Поржали, он продолжил:
– И не сделать уже ниче – за невесту‑то бочку вина отдали. Вино выпил – терпи жену.
Заржали снова. Скалящийся на нас сверху вниз Цуркан вдруг дернулся, левая часть его головы лопнула, и прежде, чем пулю успел догнать звук, я уже падал на дно щели с криком:
– Ложись!!!
День сразу перекрасился из спокойного в нервный. Ротный велел бойцам сидеть по щелям и не высовываться. Дальше попытался отправить связного с рапортом комбату. С первого раза не вышло – снайпер отработал по связисту.
Профессионала Манштейн по наши головы отправил. Опознавательные признаки лейтенанта на моей форме как‑то сразу начали неприятно жечь, и я совсем не стыдился мыслей о том, что было бы неплохо переодеться в гимнастерку рядового красноармейца. Просто сидеть и терпеть такое – нельзя, поэтому Кравченко призвал меня, Журавлева и Прохорова – «пластунский» цвет роты – и поставил задачу:
– Сами видите, что урод творит.
– По командованию и связи работает, – кивнул я. – Обученный.
– Предложения? – спросил ротный.
– Да че предлагать, – пожал плечами Журавлев. – Работать будем.

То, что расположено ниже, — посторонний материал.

//! The calculator façade driven by front ends.
//!
//! `Calculator` is the single context object owning the operand stack, the
//! command registry (built-ins pre-installed), the undo/redo engine, and
//! the plugin host. Front ends submit text through [`Calculator::command_entered`]
//! and observe results through registered [`EventSink`]s; they never touch
//! the stack or the histories directly.
//!
//! # Input grammar
//!
//! Input splits on whitespace and every token is one command, processed
//! strictly left to right: a numeric literal pushes itself (undoably), the
//! reserved words `undo` and `redo` drive the history engine, and any
//! other token is resolved through the registry. Processing stops at the
//! first failure; commands already executed on the line stay applied (and
//! undoable). `3 4 +` therefore pushes 3, pushes 4, then adds.

use std::cell::RefCell;
#[cfg(feature = "plugins")]
use std::path::Path;
use std::rc::Rc;

use thiserror::Error;

use crate::command::{register_builtins, CommandError, EnterNumber};
use crate::config::Config;
use crate::history::{HistoryError, UndoRedoEngine};
use crate::lexer::{lex, LexError, Token};
#[cfg(feature = "plugins")]
use crate::plugin::{PluginError, PluginHost};
use crate::registry::{CommandRegistry, RegistryError};
use crate::stack::{OperandStack, StackError};

/// Any failure a submitted command line can produce. The façade converts
/// these into user-facing messages; none of them corrupts calculator
/// state, because every failing operation below is transactional.
#[derive(Error, Debug)]
pub enum CalcError {
    #[error(transparent)]
    Lex(#[from] LexError),
    #[error(transparent)]
    Command(#[from] CommandError),
    #[error(transparent)]
    Registry(#[from] RegistryError),
    #[error(transparent)]
    History(#[from] HistoryError),
    #[cfg(feature = "plugins")]
    #[error(transparent)]
    Plugin(#[from] PluginError),
}

/// Outbound notifications to a front end. `stack_changed` fires
/// synchronously after every stack mutation with the top values (top
/// first, depth-limited); `message` carries every user-facing error or
/// report as a human-readable string.
pub trait EventSink {
    fn stack_changed(&mut self, top: &[f64]);
    fn message(&mut self, text: &str);
}

pub struct Calculator {
    stack: OperandStack,
    registry: CommandRegistry,
    history: UndoRedoEngine,
    #[cfg(feature = "plugins")]
    plugins: PluginHost,
    sinks: Vec<Rc<RefCell<dyn EventSink>>>,
}

impl Calculator {
    pub fn new() -> Self {
        let mut registry = CommandRegistry::new();
        register_builtins(&mut registry).expect("built-in command set is collision free");
        Self {
            stack: OperandStack::new(),
            registry,
            history: UndoRedoEngine::new(),
            #[cfg(feature = "plugins")]
            plugins: PluginHost::new(),
            sinks: Vec::new(),
        }
    }

    /// Build a calculator from user configuration: display depth applies
    /// to stack notifications, and plugins autoload from `plugin_dir`
    /// when enabled. A plugin that fails to load is skipped with a
    /// warning; it never prevents startup.
    pub fn with_config(config: &Config) -> Self {
        let mut calc = Self::new();
        calc.stack.set_display_depth(config.display_depth);
        #[cfg(feature = "plugins")]
        if config.autoload_plugins {
            if let Some(dir) = &config.plugin_dir {
                if dir.is_dir() {
                    if let Err(e) = calc.plugins.load_dir(dir, &mut calc.registry) {
                        eprintln!(
                            "Warning: scanning plugin directory {}: {}",
                            dir.display(),
                            e
                        );
                    }
                }
            }
        }
        calc
    }

    /// Register a front-end sink. Stack notifications start immediately.
    pub fn add_sink(&mut self, sink: Rc<RefCell<dyn EventSink>>) {
        let observer = Rc::clone(&sink);
        self.stack
            .add_observer(Box::new(move |top| observer.borrow_mut().stack_changed(top)));
        self.sinks.push(sink);
    }

    /// The front-end entry point: run one input line, reporting any
    /// failure through `message` sinks instead of returning it. A bad
    /// command never aborts the process or corrupts the stack.
    pub fn command_entered(&mut self, text: &str) {
        if let Err(e) = self.submit(text) {
            self.emit_message(&e.to_string());
        }
    }

    /// Run one input line, surfacing the first failure to the caller.
    pub fn submit(&mut self, text: &str) -> Result<(), CalcError> {
        for token in lex(text)? {
            match token {
                Token::Number(value) => {
                    self.history
                        .execute(Box::new(EnterNumber::new(value)), &mut self.stack)?;
                }
                Token::Word(word) if word == "undo" => {
                    self.history.undo(&mut self.stack)?;
                }
                Token::Word(word) if word == "redo" => {
                    self.history.redo(&mut self.stack)?;
                }
                Token::Word(word) => {
                    let command = self.registry.create(&word, &[])?;
                    self.history.execute(command, &mut self.stack)?;
                }
            }
        }
        Ok(())
    }

    /// Load a plugin module and merge its commands into the registry.
    #[cfg(feature = "plugins")]
    pub fn load_plugin(&mut self, path: &Path) -> Result<String, CalcError> {
        Ok(self.plugins.load_plugin(path, &mut self.registry)?)
    }

    /// Unload a plugin: its commands leave the registry and both
    /// histories before the module is released.
    #[cfg(feature = "plugins")]
    pub fn unload_plugin(&mut self, name: &str) -> Result<(), CalcError> {
        Ok(self
            .plugins
            .unload_plugin(name, &mut self.registry, &mut self.history)?)
    }

    #[cfg(feature = "plugins")]
    pub fn plugin_names(&self) -> Vec<&str> {
        self.plugins.plugin_names()
    }

    // Read-only accessors for front ends.

    pub fn top(&self) -> Result<f64, StackError> {
        self.stack.top()
    }

    pub fn stack_size(&self) -> usize {
        self.stack.size()
    }

    /// Top `n` values, top first; fails if fewer exist.
    pub fn stack_snapshot(&self, n: usize) -> Result<Vec<f64>, StackError> {
        self.stack.snapshot(n)
    }

    /// All stack values, bottom to top.
    pub fn stack_values(&self) -> Vec<f64> {
        self.stack.values().to_vec()
    }

    pub fn command_names(&self) -> Vec<&str> {
        self.registry.command_names()
    }

    pub fn undo_len(&self) -> usize {
        self.history.undo_len()
    }

    pub fn redo_len(&self) -> usize {
        self.history.redo_len()
    }

    fn emit_message(&mut self, text: &str) {
        for sink in &self.sinks {
            sink.borrow_mut().message(text);
        }
    }
}

impl Default for Calculator {
    fn default() -> Self {
        Self::new()
    }
}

– Приступайте, – велел ротный.
Мы вышли в штольню, я пожал руку Журавлеву – не успели поздороваться. Дальше пожал Прохорову. То же, крепкое рукопожатие – утраченная фаланга мизинца Антону не помеха.
– Че, не отрос? – кивнул я на его палец.
– Не, – ухмыльнулся он. – Тут зато прибавилось! – встряхнул пах.
Поржали.
– Серова нет, а группа – осталась, – заметил Прохоров.

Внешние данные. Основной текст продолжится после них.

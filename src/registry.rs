//! Name-to-factory mapping for command construction.
//!
//! Built-ins are registered at startup; plugin entries come and go with
//! their plugin. Names are unique: a colliding registration is rejected
//! rather than silently overriding the existing entry. All methods take
//! `&mut self` or `&self`, so a lookup can never observe a factory
//! mid-registration.

use std::collections::HashMap;

use thiserror::Error;

use crate::command::Command;

#[derive(Error, Debug, Clone, PartialEq, Eq)]
pub enum RegistryError {
    #[error("a command named '{0}' is already registered")]
    DuplicateName(String),
    #[error("unknown command: {0}")]
    UnknownCommand(String),
    #[error("command '{0}' is not registered")]
    NotRegistered(String),
}

/// Produces a fresh command instance. `args` carries any tokens that
/// followed the command name on the input line; built-ins ignore them.
pub type CommandFactory = Box<dyn Fn(&[String]) -> Box<dyn Command>>;

pub struct CommandRegistry {
    factories: HashMap<String, CommandFactory>,
}

impl CommandRegistry {
    pub fn new() -> Self {
        Self {
            factories: HashMap::new(),
        }
    }

    /// Install a factory under `name`. Fails if the name is taken; the
    /// existing entry is left active.
    pub fn register(&mut self, name: &str, factory: CommandFactory) -> Result<(), RegistryError> {
        if self.factories.contains_key(name) {
            return Err(RegistryError::DuplicateName(name.to_string()));
        }
        self.factories.insert(name.to_string(), factory);
        Ok(())
    }

    /// Remove the entry for `name`. Removing an absent name is an error,
    /// not a silent no-op.
    pub fn unregister(&mut self, name: &str) -> Result<(), RegistryError> {
        self.factories
            .remove(name)
            .map(|_| ())
            .ok_or_else(|| RegistryError::NotRegistered(name.to_string()))
    }

    /// Instantiate a new command for `name`.
    pub fn create(&self, name: &str, args: &[String]) -> Result<Box<dyn Command>, RegistryError> {
        let factory = self
            .factories
            .get(name)
            .ok_or_else(|| RegistryError::UnknownCommand(name.to_string()))?;
        Ok(factory(args))
    }

    pub fn contains(&self, name: &str) -> bool {
        self.factories.contains_key(name)
    }

    /// All registered names, sorted for stable display.
    pub fn command_names(&self) -> Vec<&str> {
        let mut names: Vec<&str> = self.factories.keys().map(|s| s.as_str()).collect();
        names.sort_unstable();
        names
    }

    pub fn len(&self) -> usize {
        self.factories.len()
    }

    pub fn is_empty(&self) -> bool {
        self.factories.is_empty()
    }
}

impl Default for CommandRegistry {
    fn default() -> Self {
        Self::new()
    }
}

impl std::fmt::Debug for CommandRegistry {
    fn fmt(&self, f: &mut std::fmt::Formatter<'_>) -> std::fmt::Result {
        f.debug_struct("CommandRegistry")
            .field("commands", &self.command_names())
            .finish()
    }
}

– Сами себе Серовы, – отмахнулся я. – Кусты здесь погрубее полыни, но полежим и в них.
– Лежать – это мы любим, – хохотнул Прохоров.
Два дня мы наблюдали. Не стреляли – смотрели, думали, запоминали. Разбили нейтралку на сектора, залегли по разным точкам – так, чтобы накрыть весь подозрительный участок перекрёстно. Если немец где‑то там, втроём мы его вычислим скорее: один не увидит – увидит другой, засечём по‑разному, сведём.
Нейтралка перед нами после боев изрыта воронками, усыпана камнями – это и до боев было, камню в полста тонн миномет пофигу – а с приходом весны густо поросла «зеленкой». Неровная, с балками, щелями и изгибами. Настоящее раздолье для подготовленного человека – куда хошь ложись да работай.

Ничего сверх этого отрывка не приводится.